> BRIEF:
What is the number of lines in the listing below that include the string "clients"? Answer with that number alone.

+--

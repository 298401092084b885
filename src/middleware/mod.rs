mod key;

pub use key::{KeyError, KeyStrategy};

use crate::limiter::{RateLimitStatus, RateLimiter};
use actix_web::body::EitherBody;
use actix_web::dev::{forward_ready, Service, ServiceRequest, ServiceResponse, Transform};
use actix_web::http::header::{HeaderMap, HeaderName, HeaderValue, RETRY_AFTER};
use actix_web::{HttpResponse, ResponseError};
use futures::future::{ok, LocalBoxFuture, Ready};
use once_cell::sync::Lazy;
use serde_json::json;
use std::rc::Rc;

pub static X_RATELIMIT_LIMIT: Lazy<HeaderName> =
    Lazy::new(|| HeaderName::from_static("x-ratelimit-limit"));

pub static X_RATELIMIT_REMAINING: Lazy<HeaderName> =
    Lazy::new(|| HeaderName::from_static("x-ratelimit-remaining"));

pub static X_RATELIMIT_RESET: Lazy<HeaderName> =
    Lazy::new(|| HeaderName::from_static("x-ratelimit-reset"));

/// Admission middleware that guards a route with a [RateLimiter].
///
/// Requests are keyed by the client's apparent network origin. Denied requests receive a
/// `429 Too Many Requests` JSON response with `retry-after` and `x-ratelimit-*` headers; allowed
/// responses carry the same `x-ratelimit-*` headers.
pub struct RateLimitGuard {
    limiter: RateLimiter,
    strategy: KeyStrategy,
}

impl RateLimitGuard {
    pub fn new(limiter: RateLimiter) -> Self {
        Self {
            limiter,
            strategy: KeyStrategy::RealIp,
        }
    }

    /// Key requests by the connection peer IP rather than the proxy-reported client IP.
    ///
    /// Suitable when clients connect directly to the application.
    pub fn key_by_peer_ip(mut self) -> Self {
        self.strategy = KeyStrategy::PeerIp;
        self
    }
}

impl<S, B> Transform<S, ServiceRequest> for RateLimitGuard
where
    S: Service<ServiceRequest, Response = ServiceResponse<B>, Error = actix_web::Error> + 'static,
    S::Future: 'static,
    B: 'static,
{
    type Response = ServiceResponse<EitherBody<B>>;
    type Error = actix_web::Error;
    type Transform = RateLimitMiddleware<S>;
    type InitError = ();
    type Future = Ready<Result<Self::Transform, Self::InitError>>;

    fn new_transform(&self, service: S) -> Self::Future {
        ok(RateLimitMiddleware {
            service: Rc::new(service),
            limiter: self.limiter.clone(),
            strategy: self.strategy,
        })
    }
}

pub struct RateLimitMiddleware<S> {
    service: Rc<S>,
    limiter: RateLimiter,
    strategy: KeyStrategy,
}

impl<S, B> Service<ServiceRequest> for RateLimitMiddleware<S>
where
    S: Service<ServiceRequest, Response = ServiceResponse<B>, Error = actix_web::Error> + 'static,
    S::Future: 'static,
    B: 'static,
{
    type Response = ServiceResponse<EitherBody<B>>;
    type Error = actix_web::Error;
    type Future = LocalBoxFuture<'static, Result<Self::Response, Self::Error>>;

    forward_ready!(service);

    fn call(&self, req: ServiceRequest) -> Self::Future {
        let service = Rc::clone(&self.service);
        let limiter = self.limiter.clone();
        let strategy = self.strategy;

        Box::pin(async move {
            let key = match key::client_key(&req, strategy) {
                Ok(key) => key,
                Err(e) => {
                    log::error!("Unable to derive rate limit key: {e}");
                    return Ok(req.into_response(e.error_response()).map_into_right_body());
                }
            };

            let status = limiter.check(&key);
            if !status.allowed {
                log::debug!("Rate limit exceeded for {key}");
                return Ok(req
                    .into_response(denied_response(&status))
                    .map_into_right_body());
            }

            let mut service_response = service.call(req).await?;
            insert_status_headers(service_response.headers_mut(), &status);
            Ok(service_response.map_into_left_body())
        })
    }
}

fn insert_status_headers(map: &mut HeaderMap, status: &RateLimitStatus) {
    map.insert(X_RATELIMIT_LIMIT.clone(), HeaderValue::from(status.limit));
    map.insert(
        X_RATELIMIT_REMAINING.clone(),
        HeaderValue::from(status.remaining),
    );
    map.insert(
        X_RATELIMIT_RESET.clone(),
        HeaderValue::from(status.seconds_until_reset()),
    );
}

fn denied_response(status: &RateLimitStatus) -> HttpResponse {
    let mut response = HttpResponse::TooManyRequests()
        .json(json!({ "error": "Rate limit exceeded, try again later" }));
    let map = response.headers_mut();
    insert_status_headers(map, status);
    map.insert(RETRY_AFTER, HeaderValue::from(status.seconds_until_reset()));
    response
}
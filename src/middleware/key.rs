use actix_web::dev::ServiceRequest;
use actix_web::{HttpResponse, ResponseError};
use std::net::{AddrParseError, IpAddr, Ipv6Addr};
use thiserror::Error;

/// How to derive the rate limiting key from a request's network origin.
#[derive(Copy, Clone, Debug, Eq, PartialEq)]
pub enum KeyStrategy {
    /// The client's real IP.
    ///
    /// # Security
    ///
    /// This uses
    /// [ConnectionInfo::realip_remote_addr()](actix_web::dev::ConnectionInfo::realip_remote_addr)
    /// internally which is only suitable for applications deployed behind a proxy that you
    /// control.
    RealIp,
    /// The connection peer IP, suitable when clients connect directly to the application.
    PeerIp,
}

#[derive(Debug, Error)]
pub enum KeyError {
    #[error("Unable to parse remote IP address: {0}")]
    InvalidIp(
        #[source]
        #[from]
        AddrParseError,
    ),
    #[error("Request has no remote address")]
    MissingAddress,
}

impl ResponseError for KeyError {
    fn error_response(&self) -> HttpResponse {
        HttpResponse::InternalServerError().finish()
    }
}

pub(crate) fn client_key(req: &ServiceRequest, strategy: KeyStrategy) -> Result<String, KeyError> {
    let info = req.connection_info();
    let addr = match strategy {
        KeyStrategy::RealIp => info.realip_remote_addr(),
        KeyStrategy::PeerIp => info.peer_addr(),
    };
    ip_key(addr.ok_or(KeyError::MissingAddress)?)
}

// Groups IPv6 addresses together, see:
// https://adam-p.ca/blog/2022/02/ipv6-rate-limiting/
// https://support.cloudflare.com/hc/en-us/articles/115001635128-Configuring-Cloudflare-Rate-Limiting
fn ip_key(ip_str: &str) -> Result<String, KeyError> {
    let ip = ip_str.parse::<IpAddr>()?;
    Ok(match ip {
        IpAddr::V4(v4) => v4.to_string(),
        IpAddr::V6(v6) => {
            if let Some(v4) = v6.to_ipv4() {
                return Ok(v4.to_string());
            }
            let zeroes = [0u16; 4];
            let concat = [&v6.segments()[0..4], &zeroes].concat();
            let concat: [u16; 8] = concat.try_into().unwrap();
            let subnet = Ipv6Addr::from(concat);
            format!("{}/64", subnet)
        }
    })
}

+--

> TASK RESULT:
2